- DATA UNDER STUDY -
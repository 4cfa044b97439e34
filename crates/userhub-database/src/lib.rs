//! # userhub-database
//!
//! PostgreSQL connection management and the concrete [`UserRepository`]
//! implementing the `UserStore` boundary.
//!
//! [`UserRepository`]: repositories::user::UserRepository

pub mod connection;
pub mod repositories;
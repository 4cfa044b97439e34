//! Application state shared across all handlers and middleware.

use std::sync::Arc;

use userhub_core::config::AppConfig;
use userhub_core::store::UserStore;

/// Application state containing all shared dependencies.
///
/// Passed to every Axum handler via `State<AppState>`.
/// All fields are `Arc`-wrapped for cheap cloning across tasks.
#[derive(Clone)]
pub struct AppState {
    /// Application configuration.
    pub config: Arc<AppConfig>,
    /// The user record store.
    pub users: Arc<dyn UserStore>,
}
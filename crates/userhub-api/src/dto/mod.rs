//! Wire DTOs.

pub mod request;
pub mod response;

pub use request::{CreateUserRequest, ListUsersQuery, UpdateUserRequest};
pub use response::{HealthResponse, UserResponse};
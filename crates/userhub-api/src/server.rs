//! Server lifecycle: listener startup, signal handling, bounded drain.
//!
//! The listener runs on its own task while this module blocks on the
//! first of {listener terminated, termination signal}. A signal starts
//! the drain: the listener stops accepting and in-flight requests get
//! until the configured grace period to finish, after which remaining
//! connections are forcibly closed. A listener that terminates on its
//! own is always fatal.

use std::future::Future;
use std::time::Duration;

use axum::Router;
use tokio::net::TcpListener;
use tokio::sync::watch;

use userhub_core::config::ServerConfig;
use userhub_core::error::{AppError, ErrorKind};
use userhub_core::result::AppResult;

/// Bind the configured address and serve until shutdown.
///
/// Returns `Err` on bind failure or unexpected listener termination;
/// the caller decides the process exit code.
pub async fn serve(config: &ServerConfig, app: Router) -> AppResult<()> {
    let addr = config.listen_address();
    let listener = TcpListener::bind(&addr).await.map_err(|e| {
        AppError::with_source(
            ErrorKind::Internal,
            format!("Failed to bind {addr}: {e}"),
            e,
        )
    })?;

    tracing::info!("UserHub server listening on {addr}");

    run(
        listener,
        app,
        Duration::from_secs(config.shutdown_grace_seconds),
        shutdown_signal(),
    )
    .await
}

/// Serve on a spawned task and race its termination against the
/// shutdown trigger. First event wins; there is no polling loop, both
/// sources are awaited simultaneously.
async fn run(
    listener: TcpListener,
    app: Router,
    grace: Duration,
    shutdown: impl Future<Output = ()>,
) -> AppResult<()> {
    let (drain_tx, mut drain_rx) = watch::channel(false);

    let mut server = tokio::spawn(async move {
        axum::serve(listener, app)
            .with_graceful_shutdown(async move {
                let _ = drain_rx.changed().await;
            })
            .await
    });

    tokio::select! {
        // The listener terminated without being asked to; always fatal.
        result = &mut server => {
            let cause = match result {
                Ok(Ok(())) => "listener stopped unexpectedly".to_string(),
                Ok(Err(e)) => e.to_string(),
                Err(e) => e.to_string(),
            };
            Err(AppError::internal(format!("Server terminated unexpectedly: {cause}")))
        }
        // Termination signal: stop accepting, drain in-flight work.
        _ = shutdown => {
            tracing::info!("Shutdown signal received, draining connections");
            let _ = drain_tx.send(true);

            match tokio::time::timeout(grace, &mut server).await {
                Ok(Ok(Ok(()))) => {
                    tracing::info!("Server gracefully stopped");
                    Ok(())
                }
                Ok(Ok(Err(e))) => {
                    Err(AppError::internal(format!("Server error during drain: {e}")))
                }
                Ok(Err(e)) => Err(AppError::internal(format!("Server task failed: {e}"))),
                Err(_) => {
                    // Deadline elapsed with requests still in flight.
                    server.abort();
                    tracing::warn!(
                        grace_seconds = grace.as_secs(),
                        "Graceful shutdown timed out, forcing close"
                    );
                    Ok(())
                }
            }
        }
    }
}

/// Wait for a termination signal (Ctrl+C/SIGINT or SIGTERM).
async fn shutdown_signal() {
    let ctrl_c = async {
        tokio::signal::ctrl_c()
            .await
            .expect("Failed to install Ctrl+C handler");
    };

    #[cfg(unix)]
    let terminate = async {
        tokio::signal::unix::signal(tokio::signal::unix::SignalKind::terminate())
            .expect("Failed to install SIGTERM handler")
            .recv()
            .await;
    };

    #[cfg(not(unix))]
    let terminate = std::future::pending::<()>();

    tokio::select! {
        _ = ctrl_c => {},
        _ = terminate => {},
    }
}
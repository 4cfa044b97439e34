//! Unified application error types for UserHub.
//!
//! All crates map their internal errors into [`AppError`] for consistent
//! propagation through the ? operator.

use std::fmt;
use thiserror::Error;

/// Top-level error kind categorization used across the entire application.
#[derive(Debug, Clone, Copy, PartialEq, Eq, Hash, serde::Serialize, serde::Deserialize)]
pub enum ErrorKind {
    /// The requested record was not found.
    NotFound,
    /// Input validation failed before reaching the store.
    Validation,
    /// A database error occurred.
    Database,
    /// A configuration error occurred.
    Configuration,
    /// An internal server error occurred.
    Internal,
}

impl fmt::Display for ErrorKind {
    fn fmt(&self, f: &mut fmt::Formatter<'_>) -> fmt::Result {
        match self {
            Self::NotFound => write!(f, "NOT_FOUND"),
            Self::Validation => write!(f, "VALIDATION"),
            Self::Database => write!(f, "DATABASE"),
            Self::Configuration => write!(f, "CONFIGURATION"),
            Self::Internal => write!(f, "INTERNAL"),
        }
    }
}

/// The unified application error used throughout UserHub.
///
/// All crate-specific errors are mapped into `AppError` using `From` impls
/// or explicit `.map_err()` calls. This provides a single error type for
/// the entire application boundary.
#[derive(Debug, Error)]
#[error("{kind}: {message}")]
pub struct AppError {
    /// The category of error.
    pub kind: ErrorKind,
    /// A human-readable error message.
    pub message: String,
    /// Optional underlying cause.
    #[source]
    pub source: Option<Box<dyn std::error::Error + Send + Sync>>,
}

impl AppError {
    /// Create a new application error.
    pub fn new(kind: ErrorKind, message: impl Into<String>) -> Self {
        Self {
            kind,
            message: message.into(),
            source: None,
        }
    }

    /// Create a new application error with an underlying cause.
    pub fn with_source(
        kind: ErrorKind,
        message: impl Into<String>,
        source: impl std::error::Error + Send + Sync + 'static,
    ) -> Self {
        Self {
            kind,
            message: message.into(),
            source: Some(Box::new(source)),
        }
    }

    /// Create a not-found error.
    pub fn not_found(message: impl Into<String>) -> Self {
        Self::new(ErrorKind::NotFound, message)
    }

    /// Create a validation error.
    pub fn validation(message: impl Into<String>) -> Self {
        Self::new(ErrorKind::Validation, message)
    }

    /// Create a database error.
    pub fn database(message: impl Into<String>) -> Self {
        Self::new(ErrorKind::Database, message)
    }

    /// Create a configuration error.
    pub fn configuration(message: impl Into<String>) -> Self {
        Self::new(ErrorKind::Configuration, message)
    }

    /// Create an internal error.
    pub fn internal(message: impl Into<String>) -> Self {
        Self::new(ErrorKind::Internal, message)
    }

    /// Whether this error represents a missing record.
    pub fn is_not_found(&self) -> bool {
        self.kind == ErrorKind::NotFound
    }
}

impl Clone for AppError {
    fn clone(&self) -> Self {
        Self {
            kind: self.kind,
            message: self.message.clone(),
            source: None,
        }
    }
}

impl From<serde_json::Error> for AppError {
    fn from(err: serde_json::Error) -> Self {
        Self::with_source(
            ErrorKind::Internal,
            format!("JSON serialization error: {err}"),
            err,
        )
    }
}

impl From<config::ConfigError> for AppError {
    fn from(err: config::ConfigError) -> Self {
        Self::with_source(
            ErrorKind::Configuration,
            format!("Configuration error: {err}"),
            err,
        )
    }
}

- WHAT YOU SHOULD DO -
Would you please copy out every line of the data exactly?

- WRITTEN REPLY -
repository 4cfa044b97439e34
filename crates/userhub-database/src/lib.rs
//! # userhub-database
//!
//! PostgreSQL connection management and the concrete [`UserRepository`]
//! implementing the `UserStore` boundary.
//!
//! [`UserRepository`]: repositories::user::UserRepository

pub mod connection;
pub mod repositories;
repository 4cfa044b97439e34
//! Application state shared across all handlers and middleware.

use std::sync::Arc;

use userhub_core::config::AppConfig;
use userhub_core::store::UserStore;

/// Application state containing all shared dependencies.
///
/// Passed to every Axum handler via `State<AppState>`.
/// All fields are `Arc`-wrapped for cheap cloning across tasks.
#[derive(Clone)]
pub struct AppState {
    /// Application configuration.
    pub config: Arc<AppConfig>,
    /// The user record store.
    pub users: Arc<dyn UserStore>,
}
filename crates/userhub-api/src/dto/mod.rs
//! Wire DTOs.

pub mod request;
pub mod response;

pub use request::{CreateUserRequest, ListUsersQuery, UpdateUserRequest};
pub use response::{HealthResponse, UserResponse};
filename crates/userhub-api/src/server.rs
//! Server lifecycle: listener startup, signal handling, bounded drain.
//!
//! The listener runs on its own task while this module blocks on the
//! first of {listener terminated, termination signal}. A signal starts
//! the drain: the listener stops accepting and in-flight requests get
//! until the configured grace period to finish, after which remaining
//! connections are forcibly closed. A listener that terminates on its
//! own is always fatal.

use std::future::Future;
use std::time::Duration;

use axum::Router;
use tokio::net::TcpListener;
use tokio::sync::watch;

use userhub_core::config::ServerConfig;
use userhub_core::error::{AppError, ErrorKind};
use userhub_core::result::AppResult;

/// Bind the configured address and serve until shutdown.
///
/// Returns `Err` on bind failure or unexpected listener termination;
/// the caller decides the process exit code.
pub async fn serve(config: &ServerConfig, app: Router) -> AppResult<()> {
    let addr = config.listen_address();
    let listener = TcpListener::bind(&addr).await.map_err(|e| {
        AppError::with_source(
            ErrorKind::Internal,
            format!("Failed to bind {addr}: {e}"),
            e,
        )
    })?;

    tracing::info!("UserHub server listening on {addr}");

    run(
        listener,
        app,
        Duration::from_secs(config.shutdown_grace_seconds),
        shutdown_signal(),
    )
    .await
}

/// Serve on a spawned task and race its termination against the
/// shutdown trigger. First event wins; there is no polling loop, both
/// sources are awaited simultaneously.
async fn run(
    listener: TcpListener,
    app: Router,
    grace: Duration,
    shutdown: impl Future<Output = ()>,
) -> AppResult<()> {
    let (drain_tx, mut drain_rx) = watch::channel(false);

    let mut server = tokio::spawn(async move {
        axum::serve(listener, app)
            .with_graceful_shutdown(async move {
                let _ = drain_rx.changed().await;
            })
            .await
    });

    tokio::select! {
        // The listener terminated without being asked to; always fatal.
        result = &mut server => {
            let cause = match result {
                Ok(Ok(())) => "listener stopped unexpectedly".to_string(),
                Ok(Err(e)) => e.to_string(),
                Err(e) => e.to_string(),
            };
            Err(AppError::internal(format!("Server terminated unexpectedly: {cause}")))
        }
        // Termination signal: stop accepting, drain in-flight work.
        _ = shutdown => {
            tracing::info!("Shutdown signal received, draining connections");
            let _ = drain_tx.send(true);

            match tokio::time::timeout(grace, &mut server).await {
                Ok(Ok(Ok(()))) => {
                    tracing::info!("Server gracefully stopped");
                    Ok(())
                }
                Ok(Ok(Err(e))) => {
                    Err(AppError::internal(format!("Server error during drain: {e}")))
                }
                Ok(Err(e)) => Err(AppError::internal(format!("Server task failed: {e}"))),
                Err(_) => {
                    // Deadline elapsed with requests still in flight.
                    server.abort();
                    tracing::warn!(
                        grace_seconds = grace.as_secs(),
                        "Graceful shutdown timed out, forcing close"
                    );
                    Ok(())
                }
            }
        }
    }
}

/// Wait for a termination signal (Ctrl+C/SIGINT or SIGTERM).
async fn shutdown_signal() {
    let ctrl_c = async {
        tokio::signal::ctrl_c()
            .await
            .expect("Failed to install Ctrl+C handler");
    };

    #[cfg(unix)]
    let terminate = async {
        tokio::signal::unix::signal(tokio::signal::unix::SignalKind::terminate())
            .expect("Failed to install SIGTERM handler")
            .recv()
            .await;
    };

    #[cfg(not(unix))]
    let terminate = std::future::pending::<()>();

    tokio::select! {
        _ = ctrl_c => {},
        _ = terminate => {},
    }
}
repository 4cfa044b97439e34
//! Unified application error types for UserHub.
//!
//! All crates map their internal errors into [`AppError`] for consistent
//! propagation through the ? operator.

use std::fmt;
use thiserror::Error;

/// Top-level error kind categorization used across the entire application.
#[derive(Debug, Clone, Copy, PartialEq, Eq, Hash, serde::Serialize, serde::Deserialize)]
pub enum ErrorKind {
    /// The requested record was not found.
    NotFound,
    /// Input validation failed before reaching the store.
    Validation,
    /// A database error occurred.
    Database,
    /// A configuration error occurred.
    Configuration,
    /// An internal server error occurred.
    Internal,
}

impl fmt::Display for ErrorKind {
    fn fmt(&self, f: &mut fmt::Formatter<'_>) -> fmt::Result {
        match self {
            Self::NotFound => write!(f, "NOT_FOUND"),
            Self::Validation => write!(f, "VALIDATION"),
            Self::Database => write!(f, "DATABASE"),
            Self::Configuration => write!(f, "CONFIGURATION"),
            Self::Internal => write!(f, "INTERNAL"),
        }
    }
}

/// The unified application error used throughout UserHub.
///
/// All crate-specific errors are mapped into `AppError` using `From` impls
/// or explicit `.map_err()` calls. This provides a single error type for
/// the entire application boundary.
#[derive(Debug, Error)]
#[error("{kind}: {message}")]
pub struct AppError {
    /// The category of error.
    pub kind: ErrorKind,
    /// A human-readable error message.
    pub message: String,
    /// Optional underlying cause.
    #[source]
    pub source: Option<Box<dyn std::error::Error + Send + Sync>>,
}

impl AppError {
    /// Create a new application error.
    pub fn new(kind: ErrorKind, message: impl Into<String>) -> Self {
        Self {
            kind,
            message: message.into(),
            source: None,
        }
    }

    /// Create a new application error with an underlying cause.
    pub fn with_source(
        kind: ErrorKind,
        message: impl Into<String>,
        source: impl std::error::Error + Send + Sync + 'static,
    ) -> Self {
        Self {
            kind,
            message: message.into(),
            source: Some(Box::new(source)),
        }
    }

    /// Create a not-found error.
    pub fn not_found(message: impl Into<String>) -> Self {
        Self::new(ErrorKind::NotFound, message)
    }

    /// Create a validation error.
    pub fn validation(message: impl Into<String>) -> Self {
        Self::new(ErrorKind::Validation, message)
    }

    /// Create a database error.
    pub fn database(message: impl Into<String>) -> Self {
        Self::new(ErrorKind::Database, message)
    }

    /// Create a configuration error.
    pub fn configuration(message: impl Into<String>) -> Self {
        Self::new(ErrorKind::Configuration, message)
    }

    /// Create an internal error.
    pub fn internal(message: impl Into<String>) -> Self {
        Self::new(ErrorKind::Internal, message)
    }

    /// Whether this error represents a missing record.
    pub fn is_not_found(&self) -> bool {
        self.kind == ErrorKind::NotFound
    }
}

impl Clone for AppError {
    fn clone(&self) -> Self {
        Self {
            kind: self.kind,
            message: self.message.clone(),
            source: None,
        }
    }
}

impl From<serde_json::Error> for AppError {
    fn from(err: serde_json::Error) -> Self {
        Self::with_source(
            ErrorKind::Internal,
            format!("JSON serialization error: {err}"),
            err,
        )
    }
}

impl From<config::ConfigError> for AppError {
    fn from(err: config::ConfigError) -> Self {
        Self::with_source(
            ErrorKind::Configuration,
            format!("Configuration error: {err}"),
            err,
        )
    }
}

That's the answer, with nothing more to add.